Justin Taylor, Sophie de Bardonnèche, Théotime Langlois de Swarte, Hanna Salzenstein
© Julien Benhamou

L’accompagnement des airs, d’un absolu raffinement, éclaire l’écriture de « L’aure che spira » et prolonge la plainte du « Cara sposa ». En remplacement d’une suite et d’une passacaille, les musiciens choisiront d’interpréter (par cœur) la Follia pour deux violons et basse continue de Vivaldi, occasion d’entendre le jeu remarquable de Sophie de Bardonnèche au violon, la virtuosité et l’aplomb extraordinaire de Hanna Salzenstein au violoncelle, et l’accompagnement toujours aussi élégant et astucieux de Justin Taylor au clavecin.
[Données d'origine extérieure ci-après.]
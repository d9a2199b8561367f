pub mod settings;
pub mod sources;

pub use settings::{GitHubSettings, Settings};
pub use sources::{load_sources_default, load_sources_from, FeedSource};
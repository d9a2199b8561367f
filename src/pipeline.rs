//! One scrape run end to end: sources → new feed entries → rewritten candidates.

use std::collections::VecDeque;
use std::path::PathBuf;
use std::sync::{Arc, Mutex, PoisonError};

use anyhow::{anyhow, Result};
use async_trait::async_trait;
use chrono::Utc;
use metrics::{counter, gauge};

use crate::article::Candidate;
use crate::config::{load_sources_default, FeedSource};
use crate::ingest::{self, seen::SeenSet, types::FeedFetcher};
use crate::rewrite::Rewriter;

/// Produces fresh candidates on demand (scheduled or manual scrape).
#[async_trait]
pub trait CandidateSource: Send + Sync {
    async fn collect(&self) -> Result<Vec<Candidate>>;
}

/// Where feed sources come from on each run.
pub enum SourceList {
    Fixed(Vec<FeedSource>),
    /// Re-read before every run so edits apply without a restart.
    Config {
        explicit: Option<PathBuf>,
        dir: PathBuf,
    },
}

impl SourceList {
    fn load(&self) -> Result<Vec<FeedSource>> {
        match self {
            SourceList::Fixed(v) => Ok(v.clone()),
            SourceList::Config { explicit, dir } => load_sources_default(explicit.as_deref(), dir),
        }
    }
}

pub struct Pipeline {
    fetcher: Arc<dyn FeedFetcher>,
    sources: SourceList,
    rewriter: Rewriter,
    seen_path: PathBuf,
    // Serializes runs so SeenSet load/save never interleave.
    run_lock: tokio::sync::Mutex<()>,
}

impl Pipeline {
    pub fn new(
        fetcher: Arc<dyn FeedFetcher>,
        sources: SourceList,
        rewriter: Rewriter,
        seen_path: impl Into<PathBuf>,
    ) -> Self {
        Self {
            fetcher,
            sources,
            rewriter,
            seen_path: seen_path.into(),
            run_lock: tokio::sync::Mutex::new(()),
        }
    }
}

#[async_trait]
impl CandidateSource for Pipeline {
    async fn collect(&self) -> Result<Vec<Candidate>> {
        let _run = self.run_lock.lock().await;
        let now = Utc::now();

        let sources = self.sources.load()?;
        if sources.is_empty() {
            tracing::warn!("no feed sources configured");
        }

        let mut seen = SeenSet::load(&self.seen_path).await;
        let entries = ingest::run_once(self.fetcher.as_ref(), &sources, &mut seen, now).await;
        if let Err(e) = seen.save(&self.seen_path).await {
            tracing::warn!(error = ?e, path = %self.seen_path.display(), "failed to persist seen set");
        }

        let candidates = self.rewriter.rewrite_all(&entries, now.date_naive()).await;

        counter!("ingest_runs_total").increment(1);
        gauge!("ingest_last_run_ts").set(now.timestamp() as f64);
        tracing::info!(
            sources = sources.len(),
            entries = entries.len(),
            candidates = candidates.len(),
            seen = seen.len(),
            "scrape run finished"
        );
        Ok(candidates)
    }
}

/// Hands out pre-built batches in order; an `Err` batch fails that run.
#[derive(Default)]
pub struct StaticSource {
    batches: Mutex<VecDeque<std::result::Result<Vec<Candidate>, String>>>,
}

impl StaticSource {
    pub fn new<I>(batches: I) -> Self
    where
        I: IntoIterator<Item = std::result::Result<Vec<Candidate>, String>>,
    {
        Self {
            batches: Mutex::new(batches.into_iter().collect()),
        }
    }
}

#[async_trait]
impl CandidateSource for StaticSource {
    async fn collect(&self) -> Result<Vec<Candidate>> {
        let next = self
            .batches
            .lock()
            .unwrap_or_else(PoisonError::into_inner)
            .pop_front();
        match next {
            Some(Ok(batch)) => Ok(batch),
            Some(Err(reason)) => Err(anyhow!(reason)),
            None => Ok(Vec::new()),
        }
    }
}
Soutenue par cet écrin de grande classe, la mezzo Eva Zaïcik possède un timbre de rêve et d’une égalité parfaite, une technique éblouissante et une aptitude à la vocalisation admirable. La richesse harmonique des pianissimos les plus ténus remplit une salle silencieuse dans les reprises des airs les plus élégiaques mais dont la magie résiste mal à la répétition systématique. D’une manière générale, la chanteuse maîtrise à la perfection tous les paramètres d’un air (technique, couleur, type d’énergie), suggère des ornementations de bon aloi et restitue une synthèse de tous ces paramètres avec un sang-froid déconcertant, le tout dans un cadre expressif très contrôlé. Pourtant l’aspect un peu carré de la présentation rythmique et l’insistance à masquer le détail du texte derrière la beauté sonore tendent à uniformiser les caractères. Dans l’air de folie de Déjanire « Where shall I fly » proposé en bis, la folie est bien commune et la divagation un peu sage, et l’« Ombra mai fu » demeure empreint d’une componction convenue. Véritable star de la soirée, Le Consort a volé la vedette à un chanteuse dont le somptueux instrument aura manqué d’audace.